According to Pg 59 of CUDNNv6.0 user guide documentation for DP4a configurations:
xDesc and wDesc:
I want to implement convolutions by implementing Dp4a using above configuration. For this I have ‘int8’ inputs and weights. However the above configuration demands inputs and weights to be of type 32-bit packed 4 8-bit numbers i.e ‘int8x4’
In order to do convert my inputs and weights into ‘int8x4’ format , I am using cudnnTransformTensor() API for conversion.
I have 2 problems with the above configuration:
I only get 3x speedup for DP4a when the output yDesc is CUDNN_DATA_FLOAT type.
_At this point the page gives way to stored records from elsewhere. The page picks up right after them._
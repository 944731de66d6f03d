#![warn(missing_docs)]
//! PromptCanvas - style-aware text-to-image generation.
//!
//! A short description plus a named style becomes an enhanced prompt, which
//! one configured provider turns into an image reference (a URL or an inline
//! `data:` payload). A wait-state controller tracks the submission until the
//! image is displayed.
//!
//! # Quick Start
//!
//! ```no_run
//! use promptcanvas::{GenerationRequest, Orchestrator, StyleTable};
//! use promptcanvas::providers::DirectUrlProvider;
//! use std::sync::Arc;
//!
//! #[tokio::main]
//! async fn main() -> promptcanvas::Result<()> {
//!     let provider = DirectUrlProvider::builder().build()?;
//!     let orchestrator = Orchestrator::new(Arc::new(StyleTable::builtin()), Arc::new(provider));
//!     let request = GenerationRequest::new("a red fox in snow").with_style("anime");
//!     let generated = orchestrator.generate(&request).await?;
//!     println!("{}", generated.image);
//!     Ok(())
//! }
//! ```
//!
//! # Providers
//!
//! - `direct-url`: builds a deterministic image URL, no network call
//! - `inference`: hosted inference API returning raw image bytes
//! - `chat`: chat-completions API with image output modality
//!
//! # Features
//!
//! - `server`: axum HTTP boundary ([`server`])
//! - `cli`: the `promptcanvas` binary

mod error;

pub mod composer;
pub mod config;
pub mod display;
pub mod image;
pub mod orchestrator;
#[cfg(feature = "server")]
pub mod server;
pub mod style;
pub mod wait;

pub use error::{ErrorKind, PromptCanvasError, Result};

pub use composer::{
    Composer, ComposerClient, ComposerMode, GenerationBoundary, RemoteBoundary,
    StandaloneBoundary,
};
pub use config::Config;
pub use display::{DisplaySurface, FileSurface};
pub use image::providers;
pub use image::{
    GeneratedImage, GenerationMetadata, GenerationRequest, ImageFormat, ImageProvider,
    ImageProviderKind, ImageRef, ProviderRequest,
};
pub use orchestrator::Orchestrator;
pub use style::{StyleKey, StyleTable};
pub use wait::{Notice, Ticket, WaitController, WaitEvent, WaitSnapshot, WaitState};

/// Prelude for convenient imports.
pub mod prelude {
    pub use crate::composer::{ComposerClient, GenerationBoundary};
    pub use crate::display::DisplaySurface;
    pub use crate::error::{ErrorKind, PromptCanvasError, Result};
    pub use crate::image::{GeneratedImage, GenerationRequest, ImageProvider, ImageRef};
    pub use crate::orchestrator::Orchestrator;
    pub use crate::style::StyleTable;
    pub use crate::wait::{WaitController, WaitState};
}
//! Synchronous inference provider (Hugging Face router).
//!
//! Posts the prompt, waits for the raw image bytes, and returns them as an
//! embedded `data:` payload.

use crate::error::{classify_status, PromptCanvasError, Result};
use crate::image::provider::ImageProvider;
use crate::image::types::{
    GeneratedImage, GenerationMetadata, ImageFormat, ImageProviderKind, ImageRef, ProviderRequest,
};
use async_trait::async_trait;
use serde::Serialize;
use std::time::Instant;

const DEFAULT_BASE_URL: &str = "https://router.huggingface.co";
const DEFAULT_MODEL: &str = "black-forest-labs/FLUX.1-schnell";

/// Environment variable holding the access token.
pub const TOKEN_ENV: &str = "HUGGING_FACE_ACCESS_TOKEN";

/// Builder for InferenceProvider.
#[derive(Debug, Clone)]
pub struct InferenceProviderBuilder {
    api_key: Option<String>,
    base_url: String,
    model: String,
}

impl Default for InferenceProviderBuilder {
    fn default() -> Self {
        Self {
            api_key: None,
            base_url: DEFAULT_BASE_URL.to_string(),
            model: DEFAULT_MODEL.to_string(),
        }
    }
}

impl InferenceProviderBuilder {
    /// Creates a new builder with default settings.
    pub fn new() -> Self {
        Self::default()
    }

    /// Sets the access token. Falls back to `HUGGING_FACE_ACCESS_TOKEN`.
    pub fn api_key(mut self, key: impl Into<String>) -> Self {
        self.api_key = Some(key.into());
        self
    }

    /// Sets the router base URL.
    pub fn base_url(mut self, base_url: impl Into<String>) -> Self {
        self.base_url = base_url.into();
        self
    }

    /// Sets the model repository id.
    pub fn model(mut self, model: impl Into<String>) -> Self {
        self.model = model.into();
        self
    }

    /// Builds the provider, resolving the access token.
    pub fn build(self) -> Result<InferenceProvider> {
        let api_key = self
            .api_key
            .or_else(|| std::env::var(TOKEN_ENV).ok())
            .filter(|k| !k.trim().is_empty())
            .ok_or_else(|| {
                PromptCanvasError::NotConfigured(format!(
                    "{TOKEN_ENV} not set and no access token provided"
                ))
            })?;

        Ok(InferenceProvider {
            client: reqwest::Client::new(),
            api_key,
            base_url: self.base_url.trim_end_matches('/').to_string(),
            model: self.model,
        })
    }
}

/// Synchronous text-to-image inference provider.
pub struct InferenceProvider {
    client: reqwest::Client,
    api_key: String,
    base_url: String,
    model: String,
}

impl InferenceProvider {
    /// Creates a new `InferenceProviderBuilder`.
    pub fn builder() -> InferenceProviderBuilder {
        InferenceProviderBuilder::new()
    }

    fn endpoint(&self) -> String {
        format!("{}/hf-inference/models/{}", self.base_url, self.model)
    }
}

#[async_trait]
impl ImageProvider for InferenceProvider {
    async fn generate(&self, request: &ProviderRequest) -> Result<GeneratedImage> {
        let start = Instant::now();

        let response = self
            .client
            .post(self.endpoint())
            .bearer_auth(&self.api_key)
            .header(reqwest::header::ACCEPT, "image/png")
            .json(&InferenceRequest {
                inputs: &request.prompt,
            })
            .send()
            .await?;

        let status = response.status();
        if !status.is_success() {
            let headers = response.headers().clone();
            let text = response.text().await.unwrap_or_default();
            tracing::warn!(status = status.as_u16(), "inference request failed");
            return Err(classify_status(status.as_u16(), &text, &headers));
        }

        let fallback = response
            .headers()
            .get(reqwest::header::CONTENT_TYPE)
            .and_then(|v| v.to_str().ok())
            .and_then(ImageFormat::from_mime)
            .unwrap_or_default();
        let data = response.bytes().await?;
        if data.is_empty() {
            return Err(PromptCanvasError::NoImageProduced(
                "inference endpoint returned an empty body".into(),
            ));
        }

        let duration_ms = start.elapsed().as_millis() as u64;
        tracing::debug!(bytes = data.len(), duration_ms, "inference complete");

        Ok(GeneratedImage::new(
            ImageRef::from_bytes(&data, fallback),
            ImageProviderKind::Inference,
            GenerationMetadata {
                model: Some(self.model.clone()),
                seed: None,
                duration_ms: Some(duration_ms),
            },
        ))
    }

    fn kind(&self) -> ImageProviderKind {
        ImageProviderKind::Inference
    }

    fn model(&self) -> &str {
        &self.model
    }
}

#[derive(Debug, Serialize)]
struct InferenceRequest<'a> {
    inputs: &'a str,
}
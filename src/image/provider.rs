//! Image provider trait.

use crate::error::Result;
use crate::image::types::{GeneratedImage, ImageProviderKind, ProviderRequest};
use async_trait::async_trait;

/// Trait for image generation providers.
///
/// One implementation is selected at deployment time; callers only ever see
/// `dyn ImageProvider`.
#[async_trait]
pub trait ImageProvider: Send + Sync {
    /// Generates an image reference for an already enhanced prompt.
    async fn generate(&self, request: &ProviderRequest) -> Result<GeneratedImage>;

    /// Returns the kind of this provider.
    fn kind(&self) -> ImageProviderKind;

    /// Returns the name of this provider for display.
    fn name(&self) -> &str {
        match self.kind() {
            ImageProviderKind::DirectUrl => "Direct URL (Pollinations)",
            ImageProviderKind::Inference => "Inference (Hugging Face)",
            ImageProviderKind::Chat => "Chat completion (OpenRouter)",
        }
    }

    /// Returns the model identifier sent upstream.
    fn model(&self) -> &str;
}
//! Error types for image generation.

use serde::{Deserialize, Serialize};
use std::time::Duration;

/// Longest provider error body surfaced to callers.
const MAX_DETAIL_LEN: usize = 500;

/// Classification of a failed generation, independent of the provider.
#[derive(Debug, Clone, Copy, PartialEq, Eq, Hash, Serialize, Deserialize)]
#[serde(rename_all = "snake_case")]
pub enum ErrorKind {
    /// Empty prompt or malformed request body. Caller's fault, no retry.
    InvalidInput,
    /// Provider credentials or selection missing at startup.
    NotConfigured,
    /// Provider-imposed rate limit.
    RateLimited,
    /// Provider credits or quota exhausted.
    QuotaExhausted,
    /// Opaque upstream failure.
    ProviderError,
    /// Upstream answered 2xx without a usable image.
    NoImageProduced,
    /// The display surface could not load the returned reference.
    RenderFailure,
}

impl ErrorKind {
    /// Returns the HTTP status used on the generation boundary.
    pub fn status_code(&self) -> u16 {
        match self {
            Self::InvalidInput => 400,
            Self::QuotaExhausted => 402,
            Self::RateLimited => 429,
            Self::NotConfigured
            | Self::ProviderError
            | Self::NoImageProduced
            | Self::RenderFailure => 500,
        }
    }

    /// Returns the message shown to the person waiting on the image.
    pub fn user_message(&self) -> &'static str {
        match self {
            Self::InvalidInput => "Please enter a description for your image",
            Self::NotConfigured => "The image service is not configured.",
            Self::RateLimited => "Rate limit exceeded. Please try again in a moment.",
            Self::QuotaExhausted => "AI credits exhausted. Please add more credits in Settings.",
            Self::ProviderError => "Failed to generate image. Please try again.",
            Self::NoImageProduced => "No image was generated. Please try again.",
            Self::RenderFailure => "The generated image could not be displayed.",
        }
    }

    /// Maps a boundary status code back to a kind.
    pub fn from_status(status: u16) -> Self {
        match status {
            400 => Self::InvalidInput,
            402 => Self::QuotaExhausted,
            429 => Self::RateLimited,
            _ => Self::ProviderError,
        }
    }
}

impl std::fmt::Display for ErrorKind {
    fn fmt(&self, f: &mut std::fmt::Formatter<'_>) -> std::fmt::Result {
        let name = match self {
            Self::InvalidInput => "invalid_input",
            Self::NotConfigured => "not_configured",
            Self::RateLimited => "rate_limited",
            Self::QuotaExhausted => "quota_exhausted",
            Self::ProviderError => "provider_error",
            Self::NoImageProduced => "no_image_produced",
            Self::RenderFailure => "render_failure",
        };
        f.write_str(name)
    }
}

/// Errors that can occur while generating or displaying an image.
#[derive(Debug, thiserror::Error)]
pub enum PromptCanvasError {
    /// Invalid request parameters (empty prompt, malformed body).
    #[error("invalid input: {0}")]
    InvalidInput(String),

    /// Provider credentials or selection missing.
    #[error("not configured: {0}")]
    NotConfigured(String),

    /// Rate limit exceeded.
    #[error("rate limited, retry after {retry_after:?}")]
    RateLimited {
        retry_after: Option<Duration>,
        detail: Option<String>,
    },

    /// Credits or quota exhausted.
    #[error("quota exhausted: {0}")]
    QuotaExhausted(String),

    /// API returned an error response.
    #[error("API error: {status} - {message}")]
    Api { status: u16, message: String },

    /// Successful response that carried no image.
    #[error("no image produced: {0}")]
    NoImageProduced(String),

    /// The image reference could not be loaded.
    #[error("render failed: {0}")]
    Render(String),

    /// Network or HTTP error.
    #[error("network error: {0}")]
    Network(#[from] reqwest::Error),

    /// JSON serialization/deserialization error.
    #[error("JSON error: {0}")]
    Json(#[from] serde_json::Error),

    /// Socket or file I/O error.
    #[error("I/O error: {0}")]
    Io(#[from] std::io::Error),
}

impl PromptCanvasError {
    /// Returns the provider-independent classification.
    pub fn kind(&self) -> ErrorKind {
        match self {
            Self::InvalidInput(_) => ErrorKind::InvalidInput,
            Self::NotConfigured(_) => ErrorKind::NotConfigured,
            Self::RateLimited { .. } => ErrorKind::RateLimited,
            Self::QuotaExhausted(_) => ErrorKind::QuotaExhausted,
            Self::Api { .. } | Self::Network(_) | Self::Json(_) | Self::Io(_) => {
                ErrorKind::ProviderError
            }
            Self::NoImageProduced(_) => ErrorKind::NoImageProduced,
            Self::Render(_) => ErrorKind::RenderFailure,
        }
    }

    /// Raw upstream detail for diagnostics, if any.
    pub fn provider_detail(&self) -> Option<String> {
        match self {
            Self::RateLimited { detail, .. } => detail.clone(),
            Self::QuotaExhausted(detail) => Some(detail.clone()),
            Self::Api { status, message } => Some(format!("{status}: {message}")),
            Self::Network(e) => Some(e.to_string()),
            Self::Json(e) => Some(e.to_string()),
            Self::Io(e) => Some(e.to_string()),
            _ => None,
        }
    }

    /// Returns the HTTP status used on the generation boundary.
    pub fn status_code(&self) -> u16 {
        self.kind().status_code()
    }

    /// Returns the human-readable message for this failure.
    pub fn user_message(&self) -> &'static str {
        self.kind().user_message()
    }

    /// Returns true if a new submission may succeed.
    pub fn is_retryable(&self) -> bool {
        matches!(
            self.kind(),
            ErrorKind::RateLimited | ErrorKind::ProviderError | ErrorKind::NoImageProduced
        )
    }

    /// Returns the suggested retry delay, if available.
    pub fn retry_after(&self) -> Option<Duration> {
        match self {
            Self::RateLimited { retry_after, .. } => *retry_after,
            _ => None,
        }
    }
}

/// Result type alias for generation operations.
pub type Result<T> = std::result::Result<T, PromptCanvasError>;

/// Reads a `Retry-After` header expressed in seconds.
pub(crate) fn parse_retry_after(headers: &reqwest::header::HeaderMap) -> Option<u64> {
    headers
        .get(reqwest::header::RETRY_AFTER)?
        .to_str()
        .ok()?
        .trim()
        .parse()
        .ok()
}

/// Redacts bearer tokens and truncates an upstream error body.
pub(crate) fn sanitize_error_message(text: &str) -> String {
    let mut out = String::with_capacity(text.len().min(MAX_DETAIL_LEN));
    let mut words = text.split(' ').peekable();
    while let Some(word) = words.next() {
        out.push_str(word);
        if word.eq_ignore_ascii_case("bearer") {
            if let Some(_token) = words.next() {
                out.push_str(" [redacted]");
            }
        }
        if words.peek().is_some() {
            out.push(' ');
        }
    }

    let trimmed = out.trim();
    if trimmed.chars().count() > MAX_DETAIL_LEN {
        let cut: String = trimmed.chars().take(MAX_DETAIL_LEN).collect();
        format!("{cut}...")
    } else {
        trimmed.to_string()
    }
}

/// Classifies a non-2xx provider response.
pub(crate) fn classify_status(
    status: u16,
    text: &str,
    headers: &reqwest::header::HeaderMap,
) -> PromptCanvasError {
    let text = sanitize_error_message(text);
    match status {
        429 => PromptCanvasError::RateLimited {
            retry_after: parse_retry_after(headers).map(Duration::from_secs),
            detail: Some(format!("{status}: {text}")),
        },
        402 => PromptCanvasError::QuotaExhausted(format!("{status}: {text}")),
        _ => PromptCanvasError::Api {
            status,
            message: text,
        },
    }
}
However another configuration given in user guide: ‘INT8x4_CONFIG’ in which yDesc is also CUDNN_DATA_INT8x4 type gives 4x speedup for convolutions.
Is it expected or should i also expect 4x improvement here`too ?
If not, and if I want 4x improvement I get CUDNN_DATA_INT8x4 outputs, which means Pooling layers have to be written to accept this 32-bit numbers. How this can be done?
When I call cudnnTransformTensor() API to convert my inputs and weights from INT8 to INT8x4 format, this API takes quite considerable amount of time in the NVPROF, due to which my 3x improvement is reduced to only 2X.
Theoretically, when implementing DP4A I should expect 4x improvement, but this “Overhead” doesn’t letting me to achieve that.
Please let me know how it can be dealt with .
Thank you again very much in advance!